This has two direct consequences:

  1. Within-study comparisons are valid if the dataset is held constant. If you sweep batch sizes, quantisation settings, or engine configurations while keeping the same dataset and prompt count, the resulting energy differences are attributable to those variables - not to dataset effects.

  2. Cross-study comparisons require a shared dataset. If study A used 100 prompts from one source and study B used 100 prompts from a different source, the energy numbers are not comparable even on the same hardware with the same model. The dataset is a part of the experimental condition.


The AIEnergyScore dataset: what it is

The default bundled dataset is the text-generation corpus from the AIEnergyScore project, a Hugging Face initiative that establishes standardised energy efficiency ratings for AI models. The text-generation dataset consists of 1,000 passages sampled from WikiText, OSCAR, and UltraChat - a deliberate mix of registers, languages, and lengths.

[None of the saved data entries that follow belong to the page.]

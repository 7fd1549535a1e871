//! Static content: per-mood challenges, tips, reminder lines and journal
//! prompts, plus the rotating quotes and rating emoji.

use crate::models::Mood;

/// Quote-of-the-day rotation, advanced one step per refresh.
pub const QUOTES: &[&str] = &[
    "Start where you are. Use what you have. Do what you can.",
    "It's okay to rest. That is productive too.",
    "Big emotions mean you're human.",
    "Don't chase the vibe. Create it.",
    "Today is a good day to feel something new.",
    "Peace is not a place. It's a decision.",
    "Small steps each day add up to big change.",
    "You\u{2019}ve survived 100% of your worst days.",
    "Growth begins outside your comfort zone.",
    "Feelings are visitors\u{2014}let them come and go.",
    "Your pace is perfect exactly as it is.",
    "Choose progress over perfection today.",
    "Every emotion has something to teach you.",
    "You are allowed to take up space.",
    "Healing isn\u{2019}t linear\u{2014}be gentle with yourself.",
    "Courage is feeling the fear and doing it anyway.",
    "The only bad workout is the one you didn\u{2019}t do.",
    "Gratitude turns what we have into enough.",
    "Your story isn\u{2019}t over yet\u{2014}keep writing.",
    "You are stronger than your struggles.",
    "Every sunrise is a new opportunity.",
    "Small acts of self-care can transform your day.",
    "Your feelings are valid and worthy of attention.",
    "Progress, not perfection, is the goal.",
    "Let go of what you can\u{2019}t control and breathe.",
    "Joy often hides in the simplest moments.",
    "It\u{2019}s okay to ask for help when you need it.",
    "Today\u{2019}s challenges build tomorrow\u{2019}s strength.",
    "Be the calm in your own storm.",
];

/// Quote at `index`, wrapping around the list.
pub fn quote_at(index: usize) -> &'static str {
    QUOTES[index % QUOTES.len()]
}

/// Face shown next to a journal rating; "❓" outside 1..=5.
pub fn rating_emoji(rating: u8) -> &'static str {
    match rating {
        1 => "😩",
        2 => "😕",
        3 => "😐",
        4 => "🙂",
        5 => "😄",
        _ => "❓",
    }
}

impl Mood {
    /// Suggested micro-actions, shown one at a time in this order.
    pub fn challenges(&self) -> &'static [&'static str] {
        match self {
            Mood::Overwhelmed => &[
                "Take deep breaths",
                "Do a quick stretch",
                "Write out your thoughts",
                "Make a short to-do list",
                "Step away from your screen for 5 minutes",
            ],
            Mood::Happy => &[
                "Share your happiness",
                "Dance for 1 minute",
                "Write down what made you happy",
                "Send a kind message to someone",
                "Smile at yourself in the mirror",
            ],
            Mood::Excited => &[
                "Channel your energy",
                "Plan your day",
                "Talk to a friend",
                "Write down your goals",
                "Celebrate your excitement with a song",
            ],
            Mood::Calm => &[
                "Close your eyes for 1 min",
                "Listen to calm music",
                "Do deep breathing",
                "Sit in silence for 2 minutes",
                "Take a slow mindful walk",
            ],
            Mood::Angry => &[
                "Take deep breaths",
                "Write your thoughts",
                "Go for a walk",
                "Squeeze a stress ball",
                "Listen to music that matches your mood",
            ],
            Mood::Nervous => &[
                "Play a calming sound",
                "Take deep breaths",
                "Count backward from 30",
                "Write down what you're nervous about",
                "Stretch your hands and shoulders",
            ],
            Mood::Sad => &[
                "Watch something funny",
                "Talk to someone",
                "Write how you feel",
                "Draw or doodle",
                "Wrap yourself in a blanket and rest",
            ],
            Mood::Tired => &[
                "Stretch for 1 min",
                "Drink water",
                "Take a short break",
                "Do a quick face splash with cold water",
                "Turn off notifications for 10 minutes",
            ],
        }
    }

    /// Challenge at `index`, wrapping around the list.
    pub fn challenge_at(&self, index: usize) -> &'static str {
        let challenges = self.challenges();
        challenges[index % challenges.len()]
    }

    pub fn tip(&self) -> &'static str {
        match self {
            Mood::Overwhelmed => "Take it one step at a time.",
            Mood::Happy => "Keep that energy flowing!",
            Mood::Excited => "Channel that excitement into action!",
            Mood::Calm => "Enjoy this peaceful moment.",
            Mood::Angry => "Let it flow, then let it go.",
            Mood::Nervous => "You've got this. Breathe.",
            Mood::Sad => "It's okay to rest. Breathe.",
            Mood::Tired => "Rest is productive too.",
        }
    }

    /// SF Symbols name used in history lists.
    pub fn symbol(&self) -> &'static str {
        match self {
            Mood::Happy => "sun.max.fill",
            Mood::Sad => "cloud.rain.fill",
            Mood::Angry => "flame.fill",
            Mood::Excited => "sparkles",
            Mood::Nervous => "bolt.fill",
            Mood::Calm => "wind",
            Mood::Tired => "moon.zzz.fill",
            Mood::Overwhelmed => "exclamationmark.triangle.fill",
        }
    }

    /// Question asked when writing a journal entry for this mood.
    pub fn reflection_prompt(&self) -> &'static str {
        match self {
            Mood::Happy => "What made you smile the most today?",
            Mood::Sad => "Was there something specific that brought this on?",
            Mood::Angry => "What frustrated you the most today?",
            Mood::Excited => "What are you looking forward to?",
            Mood::Calm => "What helped you feel calm today?",
            Mood::Nervous => "What made you feel uncertain today?",
            Mood::Tired => "Did something wear you out today?",
            Mood::Overwhelmed => "What\u{2019}s been the hardest to manage today?",
        }
    }

    /// Body of the delayed "Mood Challenge" reminder.
    pub fn reminder(&self) -> &'static str {
        match self {
            Mood::Happy => "Send a positive text message to a loved one.",
            Mood::Calm => "Send someone a 'thank you' or 'thinking of you' text.",
            Mood::Nervous => "Take 3 deep breaths: in for 3, out for 6.",
            Mood::Sad | Mood::Overwhelmed => {
                "Write a short note to yourself like you would to a friend who's sad."
            }
            Mood::Tired => "Turn your phone screen brightness all the way down and reduce volume.",
            Mood::Excited => "Record a 30-second voice memo describing why you're excited.",
            Mood::Angry => "Draw an imaginary line in the air and erase it.",
        }
    }
}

The key property of this dataset for measurement purposes is that it is a shared reference corpus. Any measurement run against the AIEnergyScore text-generation dataset is, in principle, comparable to any other measurement run against the same dataset (given matching hardware, dtype, and prompt count). This is the same principle that makes benchmark suites like MLPerf useful for hardware comparison: the shared stimulus enables fair comparison.

LLenergyMeasure ships the dataset bundled in the package (no network call at run time) at the pinned commit 2dc92b2. See Reference: Dataset format for full provenance details, licence, and file composition.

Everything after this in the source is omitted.